Finally, someone—someone whose work I respect—has said what I have been saying since the beginning of the pandemic lockdowns. I'm tired of being laughed at, and much worse, when I point out that it is inconsistent to excoriate people who resist some of the anti-pandemic measures, while at the same time themselves not thinking twice about driving a car. Both are actions that can endanger others, but most of us have decided to give automobile dangers a pass. We think so little about them that we tolerate, even joke about, impaired driving, speeding, road rage, poorly-maintained cars, and driving without a license or insurance coverage. Cracking down in these areas would no doubt make a huge difference in automobile injuries and fatalities. But even then there would be dangers from weather, from carelessness, and from that wasp that flew in the window and is crawling into your ear. (The last really happened to a friend of ours, who managed to get off the road safely—I'm not sure I could have.)
You want to protect yourself and others? If you can't walk to where you are going, stay home.
But of course we don't do that. The consequences would be too great.
I want people to understand that the various measures we are taking against this pandemic also have great consequences, ones that are not as immediately obvious as ending up in a COVID hospital ward.
George Friedman says it well in his article (from which I took my own post title), COVID and Cars. Unfortunately, it is behind a pay wall, but I've extracted a few quotes.
Every year in the United States, about 40,000 people die in car accidents. Some 1.35 million die in car accidents globally. In fact, they are the eighth-largest cause of death in the world. In the United States, about 3 million people are injured in automobile-related accidents.
These numbers exist despite all the efforts made to make cars safer. The reason cars aren’t banned is because the economic and social consequences of doing so would be devastating. The supply of food and other essentials requires trucking. Maintaining friends and seeing family require cars. In the United States, our ability to use land efficiently depends on cars to sustain a dispersed population. Yet this dependency carries a risk. In the back of your mind, you are aware as the ignition is turned on that you may die. You dismiss this possibility, of course, and proceed with your life.
What has happened is that a known risk of death and injury has been measured against the necessities of life, and a calculated risk has shown that tolerating the chance of death and enjoying the benefits of the car is preferable to seeking to eliminate car deaths by eliminating the car. The principle that death must be fought by all means is not practiced in the case of car deaths because a more subtle calculation takes place.
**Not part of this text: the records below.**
//! Read-only report handlers: validation, statements and the chart of accounts.

use axum::extract::{Json, Query, State};
use chrono::{NaiveDate, Utc};
use serde::Deserialize;

use crate::models::{
    AccountNode, CashFlowStatement, CogsSummary, TrialBalance, ValidationReport, ValidationScope,
};
use crate::startup::AppState;
use service_core::error::AppError;

#[derive(Debug, Deserialize)]
pub struct ValidationQuery {
    #[serde(default)]
    pub scope: ValidationScope,
}

#[derive(Debug, Deserialize)]
pub struct DateRangeQuery {
    pub start_date: NaiveDate,
    pub end_date: NaiveDate,
}

#[derive(Debug, Deserialize)]
pub struct AsOfQuery {
    pub as_of: Option<NaiveDate>,
}

/// Run the integrity validator.
///
/// GET /validation?scope=all
pub async fn validate_ledger(
    State(state): State<AppState>,
    Query(query): Query<ValidationQuery>,
) -> Result<Json<ValidationReport>, AppError> {
    let report = state.validator.validate(query.scope).await?;
    Ok(Json(report))
}

/// Cash flow statement for an inclusive date range.
///
/// GET /reports/cash-flow?start_date=2024-01-01&end_date=2024-01-31
pub async fn cash_flow(
    State(state): State<AppState>,
    Query(query): Query<DateRangeQuery>,
) -> Result<Json<CashFlowStatement>, AppError> {
    let statement = state
        .cash_flow
        .aggregate(query.start_date, query.end_date)
        .await?;
    Ok(Json(statement))
}

/// Posted COGS for an inclusive date range.
///
/// GET /reports/cogs?start_date=2024-01-01&end_date=2024-01-31
pub async fn cogs_summary(
    State(state): State<AppState>,
    Query(query): Query<DateRangeQuery>,
) -> Result<Json<CogsSummary>, AppError> {
    let summary = state.cogs.summary(query.start_date, query.end_date).await?;
    Ok(Json(summary))
}

/// Trial balance, today by default.
///
/// GET /reports/trial-balance?as_of=2024-01-31
pub async fn trial_balance(
    State(state): State<AppState>,
    Query(query): Query<AsOfQuery>,
) -> Result<Json<TrialBalance>, AppError> {
    let as_of = query.as_of.unwrap_or_else(|| Utc::now().date_naive());
    let tb = state.db.trial_balance(as_of).await?;
    Ok(Json(tb))
}

/// Chart of accounts with derived header balances.
///
/// GET /accounts/tree
pub async fn account_tree(
    State(state): State<AppState>,
) -> Result<Json<Vec<AccountNode>>, AppError> {
    let tree = state.db.account_tree().await?;
    Ok(Json(tree))
}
It’s a reminder that in most actions of human life there is a possibility of death or injury, but a life without those things would be impoverished. You can live without many things for a short and predictable period. Living without them indefinitely creates pressures on individuals and society. The trade-off between death and life is the human condition.
The idea that we can go on indefinitely with each new chapter forcing us to shelter in place is a superficial view of what will happen. As with automobiles, where we risk death on every ride and where many find it, the risk of COVID-19 will be integrated into our thinking, and we will make choices.